## Exercise details
Within the material below, how many lines carry the word "args"? Only that number is wanted.

--

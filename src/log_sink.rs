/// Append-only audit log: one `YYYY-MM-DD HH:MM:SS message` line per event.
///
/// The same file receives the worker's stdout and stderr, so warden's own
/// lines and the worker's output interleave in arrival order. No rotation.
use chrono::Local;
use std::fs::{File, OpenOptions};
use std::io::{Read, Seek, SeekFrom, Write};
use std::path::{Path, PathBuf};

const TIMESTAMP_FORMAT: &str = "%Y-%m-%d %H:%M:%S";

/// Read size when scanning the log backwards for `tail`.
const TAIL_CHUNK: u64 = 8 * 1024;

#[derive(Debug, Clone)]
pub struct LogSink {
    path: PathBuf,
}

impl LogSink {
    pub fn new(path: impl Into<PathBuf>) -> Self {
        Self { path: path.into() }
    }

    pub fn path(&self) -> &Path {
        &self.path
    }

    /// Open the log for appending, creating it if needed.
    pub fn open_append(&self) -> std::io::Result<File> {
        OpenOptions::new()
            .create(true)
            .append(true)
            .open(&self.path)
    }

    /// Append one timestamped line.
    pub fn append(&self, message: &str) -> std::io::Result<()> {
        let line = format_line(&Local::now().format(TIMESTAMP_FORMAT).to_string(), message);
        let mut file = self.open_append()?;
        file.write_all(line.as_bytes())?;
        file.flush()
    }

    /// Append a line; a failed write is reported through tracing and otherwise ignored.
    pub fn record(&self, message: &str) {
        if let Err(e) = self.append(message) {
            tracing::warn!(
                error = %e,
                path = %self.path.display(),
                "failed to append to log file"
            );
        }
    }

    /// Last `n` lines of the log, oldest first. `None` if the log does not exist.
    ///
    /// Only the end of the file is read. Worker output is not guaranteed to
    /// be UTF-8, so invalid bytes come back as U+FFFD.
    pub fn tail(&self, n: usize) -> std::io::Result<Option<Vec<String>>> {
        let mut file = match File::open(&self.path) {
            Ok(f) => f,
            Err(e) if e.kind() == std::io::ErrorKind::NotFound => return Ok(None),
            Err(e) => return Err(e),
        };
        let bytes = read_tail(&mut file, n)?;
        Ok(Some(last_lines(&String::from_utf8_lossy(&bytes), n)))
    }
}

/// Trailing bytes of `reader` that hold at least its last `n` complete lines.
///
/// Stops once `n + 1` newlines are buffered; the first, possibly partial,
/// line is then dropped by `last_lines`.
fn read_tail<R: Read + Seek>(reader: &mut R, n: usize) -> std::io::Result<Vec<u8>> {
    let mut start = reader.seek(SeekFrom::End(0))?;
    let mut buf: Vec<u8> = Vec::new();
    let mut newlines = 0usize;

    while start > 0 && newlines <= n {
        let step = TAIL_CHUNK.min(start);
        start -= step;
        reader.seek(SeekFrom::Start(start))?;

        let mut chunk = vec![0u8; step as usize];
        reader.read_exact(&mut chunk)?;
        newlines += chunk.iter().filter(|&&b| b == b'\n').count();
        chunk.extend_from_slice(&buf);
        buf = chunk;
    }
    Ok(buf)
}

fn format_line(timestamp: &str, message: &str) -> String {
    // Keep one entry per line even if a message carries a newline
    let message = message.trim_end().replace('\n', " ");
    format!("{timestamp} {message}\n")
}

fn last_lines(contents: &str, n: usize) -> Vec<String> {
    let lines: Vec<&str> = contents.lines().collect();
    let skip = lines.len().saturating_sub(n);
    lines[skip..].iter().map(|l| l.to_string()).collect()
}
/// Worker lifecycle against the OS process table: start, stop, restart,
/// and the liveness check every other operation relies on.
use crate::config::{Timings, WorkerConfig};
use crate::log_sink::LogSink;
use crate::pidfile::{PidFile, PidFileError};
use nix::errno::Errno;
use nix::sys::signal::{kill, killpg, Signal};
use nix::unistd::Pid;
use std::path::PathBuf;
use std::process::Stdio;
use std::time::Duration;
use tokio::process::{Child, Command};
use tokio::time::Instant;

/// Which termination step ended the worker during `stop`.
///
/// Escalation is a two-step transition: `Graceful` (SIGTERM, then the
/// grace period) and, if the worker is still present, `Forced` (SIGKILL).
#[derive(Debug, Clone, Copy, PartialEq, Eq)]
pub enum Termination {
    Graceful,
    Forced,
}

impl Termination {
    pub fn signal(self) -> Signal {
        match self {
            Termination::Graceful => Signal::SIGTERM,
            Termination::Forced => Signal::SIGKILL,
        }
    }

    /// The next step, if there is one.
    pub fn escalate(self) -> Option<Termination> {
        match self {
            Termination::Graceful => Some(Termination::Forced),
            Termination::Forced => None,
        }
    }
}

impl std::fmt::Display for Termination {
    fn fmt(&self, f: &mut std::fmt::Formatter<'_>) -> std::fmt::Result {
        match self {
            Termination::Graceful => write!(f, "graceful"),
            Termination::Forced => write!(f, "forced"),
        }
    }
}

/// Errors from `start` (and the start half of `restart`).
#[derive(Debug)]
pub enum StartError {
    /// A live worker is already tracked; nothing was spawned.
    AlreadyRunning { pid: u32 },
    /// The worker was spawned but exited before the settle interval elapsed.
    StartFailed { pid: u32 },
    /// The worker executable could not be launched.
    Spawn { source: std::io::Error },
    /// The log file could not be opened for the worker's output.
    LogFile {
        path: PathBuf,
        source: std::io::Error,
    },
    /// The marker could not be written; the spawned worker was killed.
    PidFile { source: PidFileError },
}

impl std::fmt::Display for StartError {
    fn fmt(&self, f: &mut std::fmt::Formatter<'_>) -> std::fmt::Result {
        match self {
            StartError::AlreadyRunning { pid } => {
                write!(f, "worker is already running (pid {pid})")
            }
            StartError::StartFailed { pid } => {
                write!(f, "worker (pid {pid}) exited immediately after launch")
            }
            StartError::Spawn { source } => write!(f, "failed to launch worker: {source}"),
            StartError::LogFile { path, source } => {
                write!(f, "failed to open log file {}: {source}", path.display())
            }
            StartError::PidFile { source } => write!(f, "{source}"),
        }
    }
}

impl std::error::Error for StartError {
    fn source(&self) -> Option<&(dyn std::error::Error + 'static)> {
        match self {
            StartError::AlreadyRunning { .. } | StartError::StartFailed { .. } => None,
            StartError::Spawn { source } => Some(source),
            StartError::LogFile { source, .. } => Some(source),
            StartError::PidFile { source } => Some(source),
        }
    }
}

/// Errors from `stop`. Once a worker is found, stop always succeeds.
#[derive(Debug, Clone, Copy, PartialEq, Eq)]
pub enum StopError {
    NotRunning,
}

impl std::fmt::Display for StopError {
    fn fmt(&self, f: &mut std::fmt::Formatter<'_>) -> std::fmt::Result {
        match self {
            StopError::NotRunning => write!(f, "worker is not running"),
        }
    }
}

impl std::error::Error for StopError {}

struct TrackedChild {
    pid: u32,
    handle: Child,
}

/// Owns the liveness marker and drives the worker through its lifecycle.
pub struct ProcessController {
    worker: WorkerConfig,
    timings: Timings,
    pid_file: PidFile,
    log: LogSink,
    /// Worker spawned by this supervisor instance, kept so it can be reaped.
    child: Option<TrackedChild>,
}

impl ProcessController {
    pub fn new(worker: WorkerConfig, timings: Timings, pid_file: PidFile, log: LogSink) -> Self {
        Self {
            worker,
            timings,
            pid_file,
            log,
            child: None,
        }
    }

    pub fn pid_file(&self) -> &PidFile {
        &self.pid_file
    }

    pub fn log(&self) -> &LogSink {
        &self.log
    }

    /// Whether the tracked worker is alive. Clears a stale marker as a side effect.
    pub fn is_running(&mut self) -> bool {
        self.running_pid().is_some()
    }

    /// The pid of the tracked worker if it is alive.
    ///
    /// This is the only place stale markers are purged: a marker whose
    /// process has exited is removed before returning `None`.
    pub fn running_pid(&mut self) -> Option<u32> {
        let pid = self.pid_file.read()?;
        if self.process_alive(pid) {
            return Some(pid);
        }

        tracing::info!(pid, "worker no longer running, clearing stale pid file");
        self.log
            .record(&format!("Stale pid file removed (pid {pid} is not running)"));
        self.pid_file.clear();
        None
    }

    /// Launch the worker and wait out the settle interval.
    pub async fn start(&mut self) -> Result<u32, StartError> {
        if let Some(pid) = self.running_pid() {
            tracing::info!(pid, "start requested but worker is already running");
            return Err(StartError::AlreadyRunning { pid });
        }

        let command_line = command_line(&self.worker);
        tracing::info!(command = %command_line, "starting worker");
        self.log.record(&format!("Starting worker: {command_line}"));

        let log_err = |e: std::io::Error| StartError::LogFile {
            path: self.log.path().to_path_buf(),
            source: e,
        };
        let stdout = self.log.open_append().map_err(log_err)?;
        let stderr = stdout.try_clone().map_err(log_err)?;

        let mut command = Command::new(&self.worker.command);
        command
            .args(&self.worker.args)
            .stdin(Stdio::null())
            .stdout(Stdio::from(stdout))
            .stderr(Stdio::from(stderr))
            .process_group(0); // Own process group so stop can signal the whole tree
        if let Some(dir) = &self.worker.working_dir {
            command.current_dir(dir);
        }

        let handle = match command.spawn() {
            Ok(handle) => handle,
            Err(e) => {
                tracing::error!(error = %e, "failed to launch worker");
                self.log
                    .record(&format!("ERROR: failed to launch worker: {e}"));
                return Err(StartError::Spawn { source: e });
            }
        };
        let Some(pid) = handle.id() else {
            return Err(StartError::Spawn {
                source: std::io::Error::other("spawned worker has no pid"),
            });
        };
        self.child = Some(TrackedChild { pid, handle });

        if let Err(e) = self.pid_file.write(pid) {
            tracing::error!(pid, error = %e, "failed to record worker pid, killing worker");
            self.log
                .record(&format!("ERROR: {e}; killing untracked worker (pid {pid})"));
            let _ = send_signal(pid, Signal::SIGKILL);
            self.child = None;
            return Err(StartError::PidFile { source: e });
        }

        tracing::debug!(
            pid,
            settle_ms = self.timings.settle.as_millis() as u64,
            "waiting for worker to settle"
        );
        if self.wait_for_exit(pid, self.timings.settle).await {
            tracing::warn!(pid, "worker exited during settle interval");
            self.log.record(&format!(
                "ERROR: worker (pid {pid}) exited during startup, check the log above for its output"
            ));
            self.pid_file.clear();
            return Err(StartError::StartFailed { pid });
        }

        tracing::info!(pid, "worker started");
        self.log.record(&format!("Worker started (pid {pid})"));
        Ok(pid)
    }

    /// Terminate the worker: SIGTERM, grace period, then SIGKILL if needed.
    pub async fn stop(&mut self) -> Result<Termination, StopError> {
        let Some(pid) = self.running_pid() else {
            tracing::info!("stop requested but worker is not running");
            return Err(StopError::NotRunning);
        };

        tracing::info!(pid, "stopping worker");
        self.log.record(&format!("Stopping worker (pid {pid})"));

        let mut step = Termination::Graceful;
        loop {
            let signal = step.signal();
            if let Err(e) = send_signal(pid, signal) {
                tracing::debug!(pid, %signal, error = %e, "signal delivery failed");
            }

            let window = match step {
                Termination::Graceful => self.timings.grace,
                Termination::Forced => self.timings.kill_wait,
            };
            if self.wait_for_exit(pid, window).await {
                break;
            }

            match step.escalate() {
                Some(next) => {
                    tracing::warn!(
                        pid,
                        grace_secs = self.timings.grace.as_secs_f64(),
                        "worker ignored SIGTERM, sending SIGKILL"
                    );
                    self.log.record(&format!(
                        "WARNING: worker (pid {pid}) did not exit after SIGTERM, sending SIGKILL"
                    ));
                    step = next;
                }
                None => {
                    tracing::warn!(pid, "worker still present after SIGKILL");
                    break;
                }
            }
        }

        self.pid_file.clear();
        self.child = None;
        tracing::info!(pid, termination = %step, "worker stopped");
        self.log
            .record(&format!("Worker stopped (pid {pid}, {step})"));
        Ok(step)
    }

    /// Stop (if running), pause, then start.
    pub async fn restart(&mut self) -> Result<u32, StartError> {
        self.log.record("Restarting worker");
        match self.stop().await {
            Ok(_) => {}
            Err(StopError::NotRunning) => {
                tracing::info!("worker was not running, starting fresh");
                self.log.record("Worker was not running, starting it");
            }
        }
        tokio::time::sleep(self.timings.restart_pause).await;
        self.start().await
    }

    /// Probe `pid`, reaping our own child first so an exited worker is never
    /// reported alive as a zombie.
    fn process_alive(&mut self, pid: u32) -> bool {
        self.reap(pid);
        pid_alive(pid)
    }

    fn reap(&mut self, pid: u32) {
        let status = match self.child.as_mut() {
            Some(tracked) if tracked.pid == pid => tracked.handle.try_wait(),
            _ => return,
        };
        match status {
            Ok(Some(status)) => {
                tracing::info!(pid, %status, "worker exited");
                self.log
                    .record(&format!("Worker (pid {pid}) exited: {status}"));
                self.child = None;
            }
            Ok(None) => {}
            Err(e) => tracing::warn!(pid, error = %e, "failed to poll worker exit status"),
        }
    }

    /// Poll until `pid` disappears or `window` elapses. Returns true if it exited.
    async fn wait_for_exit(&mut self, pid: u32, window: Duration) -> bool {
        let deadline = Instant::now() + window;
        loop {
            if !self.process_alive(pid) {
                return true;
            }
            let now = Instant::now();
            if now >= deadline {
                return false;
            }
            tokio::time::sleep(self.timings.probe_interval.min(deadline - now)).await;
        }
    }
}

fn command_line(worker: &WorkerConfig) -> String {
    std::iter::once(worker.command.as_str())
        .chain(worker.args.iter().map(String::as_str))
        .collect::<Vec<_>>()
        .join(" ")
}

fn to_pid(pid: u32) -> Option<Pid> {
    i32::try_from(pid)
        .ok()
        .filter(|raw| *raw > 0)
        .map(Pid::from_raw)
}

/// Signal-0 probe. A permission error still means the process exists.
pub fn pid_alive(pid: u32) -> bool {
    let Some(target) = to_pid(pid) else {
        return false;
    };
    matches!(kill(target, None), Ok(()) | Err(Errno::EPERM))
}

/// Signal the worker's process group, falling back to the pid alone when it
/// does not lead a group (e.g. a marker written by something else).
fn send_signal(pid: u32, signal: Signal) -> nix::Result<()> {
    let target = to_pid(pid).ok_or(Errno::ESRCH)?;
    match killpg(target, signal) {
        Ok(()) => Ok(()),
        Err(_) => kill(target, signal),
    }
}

--

## Task answer
2